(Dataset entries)

__________

// Copyright (C) Parity Technologies (UK) Ltd.
// SPDX-License-Identifier: Apache-2.0

//! The [`ChainHandle`] connects to a dev node and implements [`Chain`] on top of `subxt`.

use crate::{
	call::BatchedCall,
	chain::{
		BlockNumber, Chain, ControlCommand, EmittedEvent, StorageQuery, TransactionOutcome,
	},
	pacer::PacerConfig,
	ChainError, LOG_TARGET,
};
use async_trait::async_trait;
use parking_lot::RwLock;
use serde::{Deserialize, Serialize};
use serde_json::json;
use std::{future::Future, sync::Arc, time::Duration};
use subxt::{
	backend::{
		legacy::LegacyRpcMethods,
		rpc::{
			reconnecting_rpc_client::{ExponentialBackoff, RpcClient as ReconnectingRpcClient},
			RpcClient,
		},
	},
	config::Header,
	dynamic::Value,
	error::DispatchError,
	ext::{scale_value::ValueDef, subxt_rpcs::rpc_params},
	tx::{TxInBlock, TxProgress, TxStatus},
	utils::H256,
	OnlineClient, SubstrateConfig,
};
use subxt_signer::sr25519::Keypair;
use tokio::sync::{broadcast, Mutex};

/// Default time a submission may take to be included in a block.
pub const DEFAULT_INCLUSION_TIMEOUT: Duration = Duration::from_secs(120);

const PROGRESS_CAPACITY: usize = 16;

fn default_inclusion_timeout_ms() -> u64 {
	DEFAULT_INCLUSION_TIMEOUT.as_millis() as u64
}

/// A chain instance the provisioner drives.
#[derive(Debug, Clone, PartialEq, Eq, Serialize, Deserialize)]
pub struct ChainEndpoint {
	/// Name used in logs.
	pub name: String,
	/// Websocket address of the node.
	pub url: String,
	#[serde(default)]
	pub pacer: PacerConfig,
	/// Allow dispatching root-origin calls through storage overrides.
	#[serde(default)]
	pub allow_root_injection: bool,
	#[serde(default = "default_inclusion_timeout_ms")]
	pub inclusion_timeout_ms: u64,
}

impl ChainEndpoint {
	pub fn new(name: impl Into<String>, url: impl Into<String>) -> Self {
		Self {
			name: name.into(),
			url: url.into(),
			pacer: PacerConfig::default(),
			allow_root_injection: false,
			inclusion_timeout_ms: default_inclusion_timeout_ms(),
		}
	}

	pub fn inclusion_timeout(&self) -> Duration {
		Duration::from_millis(self.inclusion_timeout_ms)
	}
}

/// Intermediate status of a submitted transaction.
#[derive(Debug, Clone, PartialEq, Eq)]
pub enum SubmissionStatus {
	Validated,
	Broadcasted,
	NoLongerInBestBlock,
	InBlock { block_hash: H256 },
}

/// Progress notification of a transaction submitted through a [`ChainHandle`].
#[derive(Debug, Clone, PartialEq, Eq)]
pub struct SubmissionProgress {
	pub extrinsic_hash: H256,
	pub status: SubmissionStatus,
}

type Progress = TxProgress<SubstrateConfig, OnlineClient<SubstrateConfig>>;
type InBlock = TxInBlock<SubstrateConfig, OnlineClient<SubstrateConfig>>;

/// A transaction status reported by the node. `B` is what the inclusion yields.
enum Observed<B> {
	Validated,
	Broadcasted,
	Retracted,
	Included { block_hash: H256, block: B },
	Rejected(String),
}

impl From<TxStatus<SubstrateConfig, OnlineClient<SubstrateConfig>>> for Observed<InBlock> {
	fn from(status: TxStatus<SubstrateConfig, OnlineClient<SubstrateConfig>>) -> Self {
		match status {
			TxStatus::Validated => Observed::Validated,
			TxStatus::Broadcasted { .. } => Observed::Broadcasted,
			TxStatus::NoLongerInBestBlock => Observed::Retracted,
			TxStatus::InBestBlock(block) | TxStatus::InFinalizedBlock(block) => {
				Observed::Included { block_hash: block.block_hash(), block }
			},
			TxStatus::Error { message } |
			TxStatus::Invalid { message } |
			TxStatus::Dropped { message } => Observed::Rejected(message),
		}
	}
}

/// Fans intermediate transaction statuses out to subscribers.
#[derive(Clone)]
struct ProgressChannel {
	sender: broadcast::Sender<SubmissionProgress>,
}

impl ProgressChannel {
	fn new() -> Self {
		Self { sender: broadcast::channel(PROGRESS_CAPACITY).0 }
	}

	fn subscribe(&self) -> broadcast::Receiver<SubmissionProgress> {
		self.sender.subscribe()
	}

	/// Publish `status` of `extrinsic_hash` on `chain`. Returns the inclusion or the rejection
	/// reason once the transaction reached either, `None` while it is pending.
	fn track<B>(
		&self,
		chain: &str,
		extrinsic_hash: H256,
		status: Observed<B>,
	) -> Option<Result<B, String>> {
		let (status, outcome) = match status {
			Observed::Validated => (SubmissionStatus::Validated, None),
			Observed::Broadcasted => (SubmissionStatus::Broadcasted, None),
			Observed::Retracted => {
				log::warn!(
					target: LOG_TARGET,
					"Transaction {extrinsic_hash:?} retracted from the best chain of {chain}"
				);
				(SubmissionStatus::NoLongerInBestBlock, None)
			},
			Observed::Included { block_hash, block } => {
				(SubmissionStatus::InBlock { block_hash }, Some(Ok(block)))
			},
			Observed::Rejected(reason) => return Some(Err(reason)),
		};
		// Sending only fails when nobody is subscribed.
		let _ = self.sender.send(SubmissionProgress { extrinsic_hash, status });
		outcome
	}
}

/// Wait for `inclusion` of `extrinsic_hash`, giving up after `timeout`.
///
/// The transaction may still be included after [`ChainError::InclusionTimeout`] is returned.
async fn within_inclusion_timeout<T>(
	chain: &str,
	extrinsic_hash: H256,
	timeout: Duration,
	inclusion: impl Future<Output = Result<T, ChainError>>,
) -> Result<T, ChainError> {
	tokio::time::timeout(timeout, inclusion).await.map_err(|_| {
		log::warn!(
			target: LOG_TARGET,
			"Transaction {extrinsic_hash:?} not included on {chain} within {timeout:?}"
		);
		ChainError::InclusionTimeout { chain: chain.to_string(), extrinsic_hash }
	})?
}

/// A connection to a dev node.
#[derive(Clone)]
pub struct ChainHandle {
	endpoint: ChainEndpoint,
	api: OnlineClient<SubstrateConfig>,
	rpc_client: RpcClient,
	rpc: LegacyRpcMethods<SubstrateConfig>,
	/// Latest block number observed through an inclusion or a query.
	observed_block: Arc<RwLock<BlockNumber>>,
	/// Notifies subscribers of intermediate transaction statuses.
	progress: ProgressChannel,
	/// Serializes submissions so nonces are consumed in order.
	tx_lock: Arc<Mutex<()>>,
}

fn to_block_number(number: impl Into<u64>) -> Result<BlockNumber, ChainError> {
	let number = number.into();
	BlockNumber::try_from(number)
		.map_err(|_| ChainError::UnexpectedValue(format!("block number {number} exceeds u32")))
}

impl ChainHandle {
	/// Connect to the node of `endpoint`.
	pub async fn connect(endpoint: ChainEndpoint) -> Result<Self, ChainError> {
		let connection_error =
			|reason: String| ChainError::Connection { url: endpoint.url.clone(), reason };

		log::info!(
			target: LOG_TARGET,
			"🌐 Connecting to {} at {} ...",
			endpoint.name,
			endpoint.url
		);
		let rpc_client = ReconnectingRpcClient::builder()
			.retry_policy(ExponentialBackoff::from_millis(100).max_delay(Duration::from_secs(10)))
			.build(endpoint.url.clone())
			.await
			.map_err(|err| connection_error(err.to_string()))?;
		let rpc_client = RpcClient::new(rpc_client);
		let api = OnlineClient::<SubstrateConfig>::from_rpc_client(rpc_client.clone())
			.await
			.map_err(|err| connection_error(err.to_string()))?;
		let rpc = LegacyRpcMethods::<SubstrateConfig>::new(rpc_client.clone());
		log::info!(target: LOG_TARGET, "🌟 Connected to {} at {}", endpoint.name, endpoint.url);

		let handle = Self {
			endpoint,
			api,
			rpc_client,
			rpc,
			observed_block: Default::default(),
			progress: ProgressChannel::new(),
			tx_lock: Arc::new(Mutex::new(())),
		};
		handle.best_block_number().await?;
		Ok(handle)
	}

	pub fn endpoint(&self) -> &ChainEndpoint {
		&self.endpoint
	}

	/// Latest block number observed without querying the node.
	pub fn observed_block_number(&self) -> BlockNumber {
		*self.observed_block.read()
	}

	/// Subscribe to intermediate statuses of submitted transactions.
	pub fn subscribe_progress(&self) -> broadcast::Receiver<SubmissionProgress> {
		self.progress.subscribe()
	}

	fn observe(&self, number: BlockNumber) {
		let mut observed = self.observed_block.write();
		if number > *observed {
			*observed = number;
		}
	}

	fn rejected(&self, reason: impl ToString) -> ChainError {
		ChainError::SubmissionRejected {
			chain: self.endpoint.name.clone(),
			reason: reason.to_string(),
		}
	}

	/// Map a failed dispatch to [`ChainError::DispatchFailed`].
	fn dispatch_error(&self, err: subxt::Error) -> ChainError {
		let chain = self.endpoint.name.clone();
		match err {
			subxt::Error::Runtime(DispatchError::Module(module_error)) => {
				match module_error.details() {
					Ok(details) => ChainError::DispatchFailed {
						chain,
						pallet: details.pallet.name().to_string(),
						error: details.variant.name.clone(),
					},
					Err(_) => ChainError::DispatchFailed {
						chain,
						pallet: "Unknown".into(),
						error: format!("{module_error:?}"),
					},
				}
			},
			subxt::Error::Runtime(other) => {
				let error = other.to_string();
				ChainError::DispatchFailed { chain, pallet: "System".into(), error }
			},
			other => other.into(),
		}
	}

	/// Follow `progress` until the transaction is in a block.
	async fn wait_for_inclusion(
		&self,
		progress: &mut Progress,
		extrinsic_hash: H256,
	) -> Result<InBlock, ChainError> {
		while let Some(status) = progress.next().await {
			let observed = Observed::from(status?);
			let tracked = self.progress.track(&self.endpoint.name, extrinsic_hash, observed);
			if let Some(outcome) = tracked {
				return outcome.map_err(|reason| self.rejected(reason))
			}
		}
		Err(self.rejected("transaction status stream ended"))
	}
}

#[async_trait]
impl Chain for ChainHandle {
	fn name(&self) -> &str {
		&self.endpoint.name
	}

	fn allows_root_injection(&self) -> bool {
		self.endpoint.allow_root_injection
	}

	async fn best_block_number(&self) -> Result<BlockNumber, ChainError> {
		let header = self
			.rpc
			.chain_get_header(None)
			.await?
			.ok_or_else(|| ChainError::UnexpectedValue("node returned no best header".into()))?;
		let number = to_block_number(header.number())?;
		self.observe(number);
		Ok(number)
	}

	async fn submit(
		&self,
		call: &BatchedCall,
		signer: &Keypair,
	) -> Result<TransactionOutcome, ChainError> {
		let payload = call.payload();
		let _lock = self.tx_lock.lock().await;

		let mut progress = self
			.api
			.tx()
			.sign_and_submit_then_watch_default(&payload, signer)
			.await
			.map_err(|err| self.rejected(err))?;
		let extrinsic_hash = progress.extrinsic_hash();
		log::debug!(
			target: LOG_TARGET,
			"Submitted {} call(s) to {} as {extrinsic_hash:?}",
			call.len(),
			self.endpoint.name
		);

		let in_block = within_inclusion_timeout(
			&self.endpoint.name,
			extrinsic_hash,
			self.endpoint.inclusion_timeout(),
			self.wait_for_inclusion(&mut progress, extrinsic_hash),
		)
		.await?;

		let block_hash = in_block.block_hash();
		let events = in_block.wait_for_success().await.map_err(|err| self.dispatch_error(err))?;
		let events = events
			.iter()
			.map(|event| {
				let event = event?;
				let fields =
					Value { value: ValueDef::Composite(event.field_values()?), context: 0u32 };
				Ok(EmittedEvent {
					pallet: event.pallet_name().to_string(),
					variant: event.variant_name().to_string(),
					fields: fields.remove_context(),
				})
			})
			.collect::<Result<Vec<_>, subxt::Error>>()?;

		let block_number = to_block_number(self.api.blocks().at(block_hash).await?.number())?;
		self.observe(block_number);
		log::info!(
			target: LOG_TARGET,
			"✅ {} call(s) included in {} block #{block_number} ({block_hash:?})",
			call.len(),
			self.endpoint.name
		);

		Ok(TransactionOutcome { block_hash, extrinsic_hash, block_number, events })
	}

	async fn fetch(&self, query: &StorageQuery) -> Result<Option<Value>, ChainError> {
		let keys = query.keys.clone();
		let address = subxt::dynamic::storage(query.pallet.as_str(), query.entry.as_str(), keys);
		let best = self
			.rpc
			.chain_get_block_hash(None)
			.await?
			.ok_or_else(|| ChainError::UnexpectedValue("node returned no best hash".into()))?;
		let value = self.api.storage().at(best).fetch(&address).await?;
		Ok(value.map(|thunk| thunk.to_value()).transpose().map_err(subxt::Error::from)?.map(|value| value.remove_context()))
	}

	fn encode_call(&self, call: &BatchedCall) -> Result<Vec<u8>, ChainError> {
		Ok(self.api.tx().call_data(&call.payload())?)
	}

	async fn control(&self, command: ControlCommand) -> Result<(), ChainError> {
		match command {
			ControlCommand::NewBlock { count } => {
				self.rpc_client
					.request::<serde_json::Value>(
						"dev_newBlock",
						rpc_params![json!({ "count": count })],
					)
					.await
					.map_err(|err| ChainError::BlockProduction {
						chain: self.endpoint.name.clone(),
						reason: err.to_string(),
					})?;
			},
			ControlCommand::SetBlockBuildMode(mode) => {
				self.rpc_client
					.request::<serde_json::Value>("dev_setBlockBuildMode", rpc_params![mode])
					.await?;
			},
			ControlCommand::SetStorage(patch) => {
				self.rpc_client
					.request::<serde_json::Value>("dev_setStorage", rpc_params![patch])
					.await?;
			},
		}
		Ok(())
	}
}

__________

■ **About this task**:
Copy here each line of the preceding records with "PacerConfig" in it.

■ **Problem solution**:
	pacer::PacerConfig,
	pub pacer: PacerConfig,
			pacer: PacerConfig::default(),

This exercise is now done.